What you will do:
Please work out how many of the lines below include "Checkpoints". Only the number should be given.

--- Task material ---

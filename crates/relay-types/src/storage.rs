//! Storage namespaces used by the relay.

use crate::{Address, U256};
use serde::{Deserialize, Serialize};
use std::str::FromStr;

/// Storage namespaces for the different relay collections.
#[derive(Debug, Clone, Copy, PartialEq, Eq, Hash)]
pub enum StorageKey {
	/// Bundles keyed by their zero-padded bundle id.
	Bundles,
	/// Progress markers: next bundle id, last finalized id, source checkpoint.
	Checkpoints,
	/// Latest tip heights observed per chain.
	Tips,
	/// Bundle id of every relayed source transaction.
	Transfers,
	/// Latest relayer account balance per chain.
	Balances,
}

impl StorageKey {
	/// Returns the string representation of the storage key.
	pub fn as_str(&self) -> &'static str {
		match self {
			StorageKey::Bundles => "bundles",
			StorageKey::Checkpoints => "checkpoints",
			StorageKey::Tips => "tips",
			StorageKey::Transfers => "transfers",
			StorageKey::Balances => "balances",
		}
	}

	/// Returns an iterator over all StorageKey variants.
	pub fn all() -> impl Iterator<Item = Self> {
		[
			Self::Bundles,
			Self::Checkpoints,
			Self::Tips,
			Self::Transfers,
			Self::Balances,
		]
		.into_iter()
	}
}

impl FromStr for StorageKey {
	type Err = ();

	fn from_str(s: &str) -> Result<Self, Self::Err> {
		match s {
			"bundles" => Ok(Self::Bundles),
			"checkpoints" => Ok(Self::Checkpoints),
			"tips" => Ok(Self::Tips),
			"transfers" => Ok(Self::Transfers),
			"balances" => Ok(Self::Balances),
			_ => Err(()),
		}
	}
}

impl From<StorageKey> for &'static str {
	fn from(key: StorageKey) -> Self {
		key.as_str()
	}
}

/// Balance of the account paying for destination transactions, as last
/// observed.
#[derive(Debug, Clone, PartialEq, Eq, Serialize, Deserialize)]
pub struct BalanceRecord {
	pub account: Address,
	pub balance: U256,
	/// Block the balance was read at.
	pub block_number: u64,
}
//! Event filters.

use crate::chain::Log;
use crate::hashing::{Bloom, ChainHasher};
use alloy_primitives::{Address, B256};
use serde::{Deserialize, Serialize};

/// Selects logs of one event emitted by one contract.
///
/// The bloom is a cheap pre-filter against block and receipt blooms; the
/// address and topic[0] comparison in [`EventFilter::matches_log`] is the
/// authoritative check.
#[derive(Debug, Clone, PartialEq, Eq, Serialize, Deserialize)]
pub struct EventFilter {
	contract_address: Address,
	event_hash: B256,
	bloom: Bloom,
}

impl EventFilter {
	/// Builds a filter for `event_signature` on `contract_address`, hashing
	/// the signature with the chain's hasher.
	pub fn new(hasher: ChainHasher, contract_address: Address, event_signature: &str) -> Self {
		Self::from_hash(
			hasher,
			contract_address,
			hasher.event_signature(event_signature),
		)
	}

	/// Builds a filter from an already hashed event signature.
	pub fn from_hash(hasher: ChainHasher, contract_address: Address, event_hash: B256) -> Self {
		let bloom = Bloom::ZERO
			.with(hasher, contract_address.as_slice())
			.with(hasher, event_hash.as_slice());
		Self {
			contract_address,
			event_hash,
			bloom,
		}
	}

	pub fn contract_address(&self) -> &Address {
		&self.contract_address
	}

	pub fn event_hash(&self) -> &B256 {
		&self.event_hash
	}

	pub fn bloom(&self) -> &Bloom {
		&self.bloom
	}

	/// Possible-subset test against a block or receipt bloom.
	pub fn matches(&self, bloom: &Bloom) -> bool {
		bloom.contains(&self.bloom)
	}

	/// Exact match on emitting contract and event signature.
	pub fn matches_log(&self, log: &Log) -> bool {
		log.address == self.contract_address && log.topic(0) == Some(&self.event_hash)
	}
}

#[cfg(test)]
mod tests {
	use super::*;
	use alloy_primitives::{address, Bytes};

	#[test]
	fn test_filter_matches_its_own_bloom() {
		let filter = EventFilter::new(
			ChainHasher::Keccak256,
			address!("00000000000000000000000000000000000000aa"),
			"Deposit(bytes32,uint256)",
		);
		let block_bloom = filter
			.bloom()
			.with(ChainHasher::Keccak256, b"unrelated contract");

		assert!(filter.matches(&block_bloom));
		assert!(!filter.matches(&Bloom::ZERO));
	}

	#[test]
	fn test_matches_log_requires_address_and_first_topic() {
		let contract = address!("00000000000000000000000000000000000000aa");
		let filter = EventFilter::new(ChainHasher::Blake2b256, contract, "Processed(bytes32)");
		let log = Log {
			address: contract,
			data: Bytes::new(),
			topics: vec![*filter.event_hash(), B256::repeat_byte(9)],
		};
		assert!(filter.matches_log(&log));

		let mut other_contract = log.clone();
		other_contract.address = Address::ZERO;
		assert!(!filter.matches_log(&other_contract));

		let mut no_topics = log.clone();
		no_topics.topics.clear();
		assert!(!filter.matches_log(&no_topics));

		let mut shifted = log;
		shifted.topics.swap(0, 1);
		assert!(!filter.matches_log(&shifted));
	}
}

---
--- Task material ---

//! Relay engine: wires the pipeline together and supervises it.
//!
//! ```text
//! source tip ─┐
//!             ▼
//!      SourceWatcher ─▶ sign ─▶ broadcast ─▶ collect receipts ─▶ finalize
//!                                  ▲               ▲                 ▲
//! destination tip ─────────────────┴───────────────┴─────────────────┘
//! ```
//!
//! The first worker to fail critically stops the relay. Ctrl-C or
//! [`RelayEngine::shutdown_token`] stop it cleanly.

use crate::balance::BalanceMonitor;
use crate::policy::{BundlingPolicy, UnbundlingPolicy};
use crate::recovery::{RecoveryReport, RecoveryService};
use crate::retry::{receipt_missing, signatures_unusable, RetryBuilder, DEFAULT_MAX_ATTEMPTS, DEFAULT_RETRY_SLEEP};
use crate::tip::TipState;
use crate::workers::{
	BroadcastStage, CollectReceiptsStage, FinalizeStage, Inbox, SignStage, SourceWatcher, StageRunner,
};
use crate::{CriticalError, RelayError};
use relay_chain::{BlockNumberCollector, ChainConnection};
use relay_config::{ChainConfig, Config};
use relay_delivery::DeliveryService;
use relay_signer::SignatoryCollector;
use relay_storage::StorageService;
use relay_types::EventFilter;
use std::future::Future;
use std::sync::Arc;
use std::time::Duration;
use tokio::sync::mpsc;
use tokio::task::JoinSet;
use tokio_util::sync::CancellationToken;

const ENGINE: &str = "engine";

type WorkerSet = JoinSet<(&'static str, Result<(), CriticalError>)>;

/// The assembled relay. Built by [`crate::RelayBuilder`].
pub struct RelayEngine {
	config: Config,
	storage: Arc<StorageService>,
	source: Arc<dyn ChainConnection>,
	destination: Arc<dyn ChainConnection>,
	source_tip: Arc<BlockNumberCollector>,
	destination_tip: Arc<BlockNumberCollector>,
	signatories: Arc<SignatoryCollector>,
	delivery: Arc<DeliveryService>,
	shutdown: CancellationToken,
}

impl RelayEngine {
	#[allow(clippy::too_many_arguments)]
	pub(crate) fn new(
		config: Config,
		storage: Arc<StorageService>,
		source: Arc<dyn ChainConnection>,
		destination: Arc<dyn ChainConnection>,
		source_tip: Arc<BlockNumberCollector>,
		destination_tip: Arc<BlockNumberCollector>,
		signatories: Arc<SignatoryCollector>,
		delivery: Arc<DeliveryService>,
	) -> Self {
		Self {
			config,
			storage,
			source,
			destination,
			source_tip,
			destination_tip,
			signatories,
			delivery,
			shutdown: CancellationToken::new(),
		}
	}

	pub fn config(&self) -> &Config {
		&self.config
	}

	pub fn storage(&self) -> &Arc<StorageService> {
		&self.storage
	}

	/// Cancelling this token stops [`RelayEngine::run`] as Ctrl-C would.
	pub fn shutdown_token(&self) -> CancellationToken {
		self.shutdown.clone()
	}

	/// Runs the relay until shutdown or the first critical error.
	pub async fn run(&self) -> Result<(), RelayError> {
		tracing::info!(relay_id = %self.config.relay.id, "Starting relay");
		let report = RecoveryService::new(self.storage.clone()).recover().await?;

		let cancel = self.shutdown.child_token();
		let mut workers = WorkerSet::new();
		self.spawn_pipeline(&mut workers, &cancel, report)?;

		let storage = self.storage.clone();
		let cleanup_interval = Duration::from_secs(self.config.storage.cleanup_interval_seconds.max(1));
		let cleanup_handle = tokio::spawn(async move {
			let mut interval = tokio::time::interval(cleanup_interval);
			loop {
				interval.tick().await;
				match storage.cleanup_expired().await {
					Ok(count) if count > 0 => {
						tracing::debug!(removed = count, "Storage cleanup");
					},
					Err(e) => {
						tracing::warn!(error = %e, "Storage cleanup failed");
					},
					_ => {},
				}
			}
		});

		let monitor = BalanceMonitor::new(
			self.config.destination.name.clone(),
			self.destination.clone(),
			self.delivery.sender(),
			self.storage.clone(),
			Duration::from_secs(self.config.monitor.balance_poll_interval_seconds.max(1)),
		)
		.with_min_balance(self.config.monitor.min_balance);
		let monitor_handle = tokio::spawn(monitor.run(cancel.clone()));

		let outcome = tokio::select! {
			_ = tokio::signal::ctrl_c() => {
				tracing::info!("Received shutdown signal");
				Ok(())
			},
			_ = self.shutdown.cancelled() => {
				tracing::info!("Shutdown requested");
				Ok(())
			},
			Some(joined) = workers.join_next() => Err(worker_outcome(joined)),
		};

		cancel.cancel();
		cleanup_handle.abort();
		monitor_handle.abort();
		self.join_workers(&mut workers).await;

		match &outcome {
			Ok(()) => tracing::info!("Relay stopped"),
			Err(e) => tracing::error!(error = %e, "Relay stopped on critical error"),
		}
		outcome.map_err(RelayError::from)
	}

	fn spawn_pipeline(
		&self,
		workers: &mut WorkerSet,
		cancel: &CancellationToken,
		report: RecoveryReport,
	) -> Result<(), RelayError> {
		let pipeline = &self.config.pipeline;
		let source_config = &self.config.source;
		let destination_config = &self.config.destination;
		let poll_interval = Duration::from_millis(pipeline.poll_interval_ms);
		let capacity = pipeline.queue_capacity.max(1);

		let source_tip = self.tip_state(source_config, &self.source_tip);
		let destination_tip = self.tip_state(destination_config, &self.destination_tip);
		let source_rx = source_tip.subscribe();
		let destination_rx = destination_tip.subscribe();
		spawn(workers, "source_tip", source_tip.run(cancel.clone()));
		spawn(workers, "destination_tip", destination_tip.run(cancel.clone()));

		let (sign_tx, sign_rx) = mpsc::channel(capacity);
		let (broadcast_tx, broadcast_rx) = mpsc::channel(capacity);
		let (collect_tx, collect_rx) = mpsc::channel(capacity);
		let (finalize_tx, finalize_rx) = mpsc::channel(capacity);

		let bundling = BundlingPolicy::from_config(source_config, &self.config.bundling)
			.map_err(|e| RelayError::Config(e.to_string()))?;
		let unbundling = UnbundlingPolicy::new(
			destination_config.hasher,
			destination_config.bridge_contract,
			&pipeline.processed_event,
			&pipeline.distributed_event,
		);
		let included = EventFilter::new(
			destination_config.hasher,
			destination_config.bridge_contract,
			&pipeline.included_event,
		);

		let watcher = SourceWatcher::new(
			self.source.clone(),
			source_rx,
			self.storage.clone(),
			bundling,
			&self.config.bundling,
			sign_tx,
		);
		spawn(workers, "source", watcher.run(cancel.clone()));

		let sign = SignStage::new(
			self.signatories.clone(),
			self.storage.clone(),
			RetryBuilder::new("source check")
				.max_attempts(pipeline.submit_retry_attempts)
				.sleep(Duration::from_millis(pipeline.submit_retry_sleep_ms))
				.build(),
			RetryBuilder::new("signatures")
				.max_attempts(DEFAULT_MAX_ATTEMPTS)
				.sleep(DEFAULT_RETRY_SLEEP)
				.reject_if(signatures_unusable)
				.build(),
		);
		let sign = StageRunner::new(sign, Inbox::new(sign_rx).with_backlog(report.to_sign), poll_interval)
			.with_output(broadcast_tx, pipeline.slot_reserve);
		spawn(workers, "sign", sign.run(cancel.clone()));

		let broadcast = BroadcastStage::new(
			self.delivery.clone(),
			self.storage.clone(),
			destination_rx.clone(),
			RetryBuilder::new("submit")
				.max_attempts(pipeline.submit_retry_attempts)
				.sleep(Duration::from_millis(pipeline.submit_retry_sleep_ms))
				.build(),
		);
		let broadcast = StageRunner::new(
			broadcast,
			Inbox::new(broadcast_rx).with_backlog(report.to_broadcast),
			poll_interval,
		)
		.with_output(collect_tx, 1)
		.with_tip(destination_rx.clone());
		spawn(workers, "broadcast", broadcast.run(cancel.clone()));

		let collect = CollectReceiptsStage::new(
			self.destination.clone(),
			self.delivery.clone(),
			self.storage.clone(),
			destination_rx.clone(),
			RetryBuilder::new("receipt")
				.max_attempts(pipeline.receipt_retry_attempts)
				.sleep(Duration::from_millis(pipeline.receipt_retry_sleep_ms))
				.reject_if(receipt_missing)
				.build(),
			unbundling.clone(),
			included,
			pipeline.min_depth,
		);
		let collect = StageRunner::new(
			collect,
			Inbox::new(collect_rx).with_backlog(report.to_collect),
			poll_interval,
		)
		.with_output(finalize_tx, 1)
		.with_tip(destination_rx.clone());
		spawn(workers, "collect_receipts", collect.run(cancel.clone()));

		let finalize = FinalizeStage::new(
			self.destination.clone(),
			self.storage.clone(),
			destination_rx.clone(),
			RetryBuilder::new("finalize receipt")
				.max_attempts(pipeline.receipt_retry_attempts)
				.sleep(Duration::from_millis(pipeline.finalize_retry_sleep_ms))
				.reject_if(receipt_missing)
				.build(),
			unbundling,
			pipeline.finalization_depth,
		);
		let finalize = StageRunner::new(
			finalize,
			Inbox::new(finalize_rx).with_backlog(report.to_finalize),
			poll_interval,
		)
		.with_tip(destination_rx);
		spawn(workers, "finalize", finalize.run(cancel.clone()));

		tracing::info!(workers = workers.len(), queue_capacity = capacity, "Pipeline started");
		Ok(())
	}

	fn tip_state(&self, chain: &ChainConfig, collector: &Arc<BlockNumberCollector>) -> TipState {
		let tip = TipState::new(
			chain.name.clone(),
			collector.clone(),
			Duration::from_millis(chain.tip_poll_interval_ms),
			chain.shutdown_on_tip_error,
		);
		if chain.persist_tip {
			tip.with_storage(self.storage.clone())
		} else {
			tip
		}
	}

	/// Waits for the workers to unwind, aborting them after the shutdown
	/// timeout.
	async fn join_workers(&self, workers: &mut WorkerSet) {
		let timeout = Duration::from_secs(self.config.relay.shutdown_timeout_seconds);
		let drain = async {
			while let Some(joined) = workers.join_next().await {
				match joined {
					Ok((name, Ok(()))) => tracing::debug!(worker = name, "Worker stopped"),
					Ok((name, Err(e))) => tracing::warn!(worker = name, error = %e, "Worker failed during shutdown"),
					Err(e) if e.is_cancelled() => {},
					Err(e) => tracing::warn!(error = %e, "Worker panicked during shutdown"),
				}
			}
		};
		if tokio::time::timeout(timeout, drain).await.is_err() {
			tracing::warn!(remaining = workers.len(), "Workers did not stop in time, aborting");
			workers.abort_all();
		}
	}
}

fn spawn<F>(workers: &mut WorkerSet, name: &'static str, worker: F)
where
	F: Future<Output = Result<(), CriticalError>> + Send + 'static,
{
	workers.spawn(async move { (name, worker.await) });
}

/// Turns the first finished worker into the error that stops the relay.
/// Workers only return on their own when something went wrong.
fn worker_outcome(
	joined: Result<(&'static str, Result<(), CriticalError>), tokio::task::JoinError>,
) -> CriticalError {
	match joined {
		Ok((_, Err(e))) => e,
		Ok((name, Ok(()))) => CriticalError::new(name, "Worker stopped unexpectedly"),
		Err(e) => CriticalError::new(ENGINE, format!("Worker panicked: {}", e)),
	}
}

---

Your response:
4